Heavy metals are the main source of soil contamination which effects the growth and development of living organisms. To tackle this problem a large number of remediating processes are available out of them the use of ectomycorrhizal fungi for detoxifying the heavy metals, is the most reliable method. They enhance the plant growth and wellness in severely contaminated soils against metal toxicity. The ectomycorrhizal fungi follow many molecular mechanisms to avoid the uptake or to tolerate the heavy metal stress. In the current study, Laccaria bicolor (ectomycorrhizal fungus) was studied for metal tolerance at different metal concentrations. In many eukaryotes, the cysteine rich peptides i.e. metallothioneins involved in metal tolerance and metal homeostasis are present.
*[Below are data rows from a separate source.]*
// Copyright 2025 Jonas Kruckenberg
//
// Licensed under the Apache License, Version 2.0, <LICENSE-APACHE or
// http://apache.org/licenses/LICENSE-2.0> or the MIT license <LICENSE-MIT or
// http://opensource.org/licenses/MIT>, at your option. This file may not be
// copied, modified, or distributed except according to those terms.

//! FIFO waiter queue underlying every primitive in this module.
//!
//! A [`Waiter`] enqueues a node on first poll and consumes its wakeup on a
//! later poll. A woken node keeps its place in the queue until the wakeup is
//! consumed, so a latecomer that checks [`WaitList::is_empty`] cannot slip in
//! during the wake-to-poll window.
//!
//! The crucial edge case sits between wakeup and consumption: a waiter that
//! was woken and then dropped before it could act has swallowed a signal
//! someone else was meant to get. [`Waiter::cancel`] reports exactly this
//! case so the owning primitive can re-issue the signal.

use core::cell::{Cell, RefCell};
use core::task::{Context, Poll, Waker};
use std::collections::VecDeque;
use std::rc::Rc;

#[derive(Copy, Clone, Debug, Eq, PartialEq)]
enum NodeState {
    /// In the queue, waiting for a signal.
    Queued,
    /// Signalled; the wakeup has not been consumed yet.
    Woken,
    /// The waiter went away; skip this node when waking.
    Cancelled,
}

struct WaitNode {
    state: Cell<NodeState>,
    waker: RefCell<Option<Waker>>,
}

/// Queue of parked waiters, woken in FIFO order.
#[derive(Default)]
pub(crate) struct WaitList {
    queue: RefCell<VecDeque<Rc<WaitNode>>>,
}

// === impl WaitList ===

impl WaitList {
    pub(crate) fn new() -> Self {
        Self::default()
    }

    /// Wakes the oldest waiter not yet signalled. Returns whether one was
    /// found. The node stays queued until the waiter consumes the wakeup.
    pub(crate) fn wake_one(&self) -> bool {
        let target = {
            let mut queue = self.queue.borrow_mut();
            while let Some(front) = queue.front() {
                if front.state.get() != NodeState::Cancelled {
                    break;
                }
                queue.pop_front();
            }
            queue
                .iter()
                .find(|node| node.state.get() == NodeState::Queued)
                .cloned()
        };
        let Some(node) = target else { return false };
        node.state.set(NodeState::Woken);
        // take the waker out before invoking it; waking can re-enter
        // this list through an executor drain
        let waker = node.waker.borrow_mut().take();
        if let Some(waker) = waker {
            waker.wake();
        }
        true
    }

    /// Wakes every parked waiter.
    pub(crate) fn wake_all(&self) -> usize {
        let pending: Vec<Rc<WaitNode>> = {
            let mut queue = self.queue.borrow_mut();
            queue.retain(|node| node.state.get() != NodeState::Cancelled);
            queue
                .iter()
                .filter(|node| node.state.get() == NodeState::Queued)
                .cloned()
                .collect()
        };
        let mut woken = 0;
        for node in pending {
            node.state.set(NodeState::Woken);
            let waker = node.waker.borrow_mut().take();
            if let Some(waker) = waker {
                waker.wake();
            }
            woken += 1;
        }
        woken
    }

    pub(crate) fn is_empty(&self) -> bool {
        self.queue
            .borrow()
            .iter()
            .all(|node| node.state.get() == NodeState::Cancelled)
    }
}

/// One waiter's handle into a [`WaitList`]. Owned by the waiting future.
#[derive(Default)]
pub(crate) struct Waiter {
    node: Option<Rc<WaitNode>>,
}

// === impl Waiter ===

impl Waiter {
    pub(crate) fn new() -> Self {
        Self::default()
    }

    /// Parks on `list` until woken. Enqueues on first call, refreshes the
    /// waker on subsequent calls, resolves once the wakeup arrives.
    pub(crate) fn poll_wait(&mut self, list: &WaitList, cx: &mut Context<'_>) -> Poll<()> {
        if let Some(node) = self.node.take() {
            match node.state.get() {
                NodeState::Woken => {
                    // consuming the wakeup gives up our place in the queue
                    list.queue
                        .borrow_mut()
                        .retain(|queued| !Rc::ptr_eq(queued, &node));
                    return Poll::Ready(());
                }
                NodeState::Queued => {
                    *node.waker.borrow_mut() = Some(cx.waker().clone());
                    self.node = Some(node);
                    return Poll::Pending;
                }
                NodeState::Cancelled => {
                    // fall through and re-enqueue
                }
            }
        }

        let node = Rc::new(WaitNode {
            state: Cell::new(NodeState::Queued),
            waker: RefCell::new(Some(cx.waker().clone())),
        });
        list.queue.borrow_mut().push_back(Rc::clone(&node));
        self.node = Some(node);
        Poll::Pending
    }

    /// Whether this waiter currently has a node in a list (queued or woken).
    pub(crate) fn is_registered(&self) -> bool {
        self.node.is_some()
    }

    /// Detaches from the list. Returns `true` if this waiter had consumed a
    /// wakeup it never acted on; the caller must then re-signal the list.
    pub(crate) fn cancel(&mut self) -> bool {
        let Some(node) = self.node.take() else {
            return false;
        };
        match node.state.get() {
            NodeState::Woken => {
                // the node still sits in the queue; mark it so wakes skip it
                node.state.set(NodeState::Cancelled);
                true
            }
            NodeState::Queued => {
                node.state.set(NodeState::Cancelled);
                node.waker.borrow_mut().take();
                false
            }
            NodeState::Cancelled => false,
        }
    }
}

#[cfg(test)]
mod tests {
    use super::*;
    use std::sync::Arc;
    use std::sync::atomic::{AtomicUsize, Ordering};
    use std::task::Wake;

    struct CountingWaker(AtomicUsize);

    impl Wake for CountingWaker {
        fn wake(self: Arc<Self>) {
            self.0.fetch_add(1, Ordering::Relaxed);
        }
    }

    fn counting() -> (Arc<CountingWaker>, Waker) {
        let counter = Arc::new(CountingWaker(AtomicUsize::new(0)));
        let waker = Waker::from(Arc::clone(&counter));
        (counter, waker)
    }

    #[test]
    fn wakes_in_fifo_order() {
        let list = WaitList::new();
        let (count_a, waker_a) = counting();
        let (count_b, waker_b) = counting();
        let mut cx_a = Context::from_waker(&waker_a);
        let mut cx_b = Context::from_waker(&waker_b);

        let mut a = Waiter::new();
        let mut b = Waiter::new();
        assert!(a.poll_wait(&list, &mut cx_a).is_pending());
        assert!(b.poll_wait(&list, &mut cx_b).is_pending());

        assert!(list.wake_one());
        assert_eq!(count_a.0.load(Ordering::Relaxed), 1);
        assert_eq!(count_b.0.load(Ordering::Relaxed), 0);
        assert!(a.poll_wait(&list, &mut cx_a).is_ready());

        assert!(list.wake_one());
        assert!(b.poll_wait(&list, &mut cx_b).is_ready());
        assert!(!list.wake_one());
    }

    #[test]
    fn cancelled_waiters_are_skipped() {
        let list = WaitList::new();
        let (_count_a, waker_a) = counting();
        let (_count_b, waker_b) = counting();
        let mut cx_a = Context::from_waker(&waker_a);
        let mut cx_b = Context::from_waker(&waker_b);

        let mut a = Waiter::new();
        let mut b = Waiter::new();
        assert!(a.poll_wait(&list, &mut cx_a).is_pending());
        assert!(b.poll_wait(&list, &mut cx_b).is_pending());

        assert!(!a.cancel(), "queued waiter consumed nothing");
        assert!(list.wake_one());
        assert!(b.poll_wait(&list, &mut cx_b).is_ready());
    }

    #[test]
    fn woken_waiters_hold_their_place_until_they_resume() {
        let list = WaitList::new();
        let (_count, waker) = counting();
        let mut cx = Context::from_waker(&waker);

        let mut waiter = Waiter::new();
        assert!(waiter.poll_wait(&list, &mut cx).is_pending());
        assert!(list.wake_one());

        // the wakeup is not consumed yet, so the list must not look empty
        assert!(!list.is_empty());
        assert!(!list.wake_one(), "a woken node cannot be woken again");

        assert!(waiter.poll_wait(&list, &mut cx).is_ready());
        assert!(list.is_empty());
    }

    #[test]
    fn dropping_a_woken_waiter_reports_the_lost_signal() {
        let list = WaitList::new();
        let (_count, waker) = counting();
        let mut cx = Context::from_waker(&waker);

        let mut waiter = Waiter::new();
        assert!(waiter.poll_wait(&list, &mut cx).is_pending());
        assert!(list.wake_one());

        assert!(waiter.cancel(), "the signal was consumed but never acted on");
    }
}
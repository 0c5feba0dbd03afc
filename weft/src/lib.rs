// Copyright 2025 Jonas Kruckenberg
//
// Licensed under the Apache License, Version 2.0, <LICENSE-APACHE or
// http://apache.org/licenses/LICENSE-2.0> or the MIT license <LICENSE-MIT or
// http://opensource.org/licenses/MIT>, at your option. This file may not be
// copied, modified, or distributed except according to those terms.

//! Single-threaded structured-concurrency runtime for cooperative multitasking.
//!
//! `weft` drives a tree of tasks on top of a host-provided event loop. Tasks
//! are ordinary futures; they are scheduled through a non-nesting deferred
//! [`Executor`][executor::Executor], grouped into [nurseries][nursery] that
//! guarantee every child is joined or cancelled before the scope exits, and
//! multiplexed with [combinators][combinator]. Synchronization primitives
//! (channels, semaphores, events, observable values, parking lots) integrate
//! with the same cancellation protocol: cancellation is always *requested*,
//! delivered at the next unshielded suspension point, and confirmed by
//! dropping the future.
//!
//! The runtime assumes nothing about its host beyond the
//! [`EventLoop`] trait; timers and I/O are host-defined awaitables.

pub mod cancel;
pub mod combinator;
pub mod error;
pub mod executor;
pub mod nursery;
pub mod runner;
pub mod sync;
pub mod task;
#[cfg(test)]
mod test_util;
mod waker;

pub use cancel::{NonCancellable, UntilCancelled, non_cancellable, until_cancelled};
pub use combinator::{
    Then, all_of, all_of_iter, any_of, any_of_iter, most_of, most_of_iter, then,
};
pub use nursery::{JoinMode, Nursery, nursery};
pub use runner::{EventLoop, LoopId, run};
pub use task::{just, noop, yield_now};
Total six putative metallothionein genes of Laccaria bicolor have been reported till date and two genes (LbMT1 and LbMT2) out of them have already been studied. In the present study LbMT3 gene (35 aa long) from Laccaria bicolor was cloned and characterized under metal stress conditions. In the metal tolerance studies, a significant decrease in the growth of mycelium was observed with the increase in metal concentration and from the experimental data LD50 value was also calculated for copper and cadmium for Laccaria bicolor. The gene expression of LbMT3 was studied with the help of qRT-PCR after isolating the RNA and synthesis of cDNA from it. LbMT3 gene showed different expression patterns to different metal stresses. The maximum expression was observed at the highest concentration of metals (40 μM for Cd and 400 μM for Cu). Yeast complementation studies in metal sensitive yeast strains indicated that LbMT3 gene is resistant to both the metals (cadmium and copper) but LbMT3 gene showed significantly higher expression levels in cadmium as compared with copper. This study proves to be highly useful in understanding the different mechanisms involved metal detoxification in fungus which can be further used as potential tool against cadmium and copper stress can be used in bioremediation.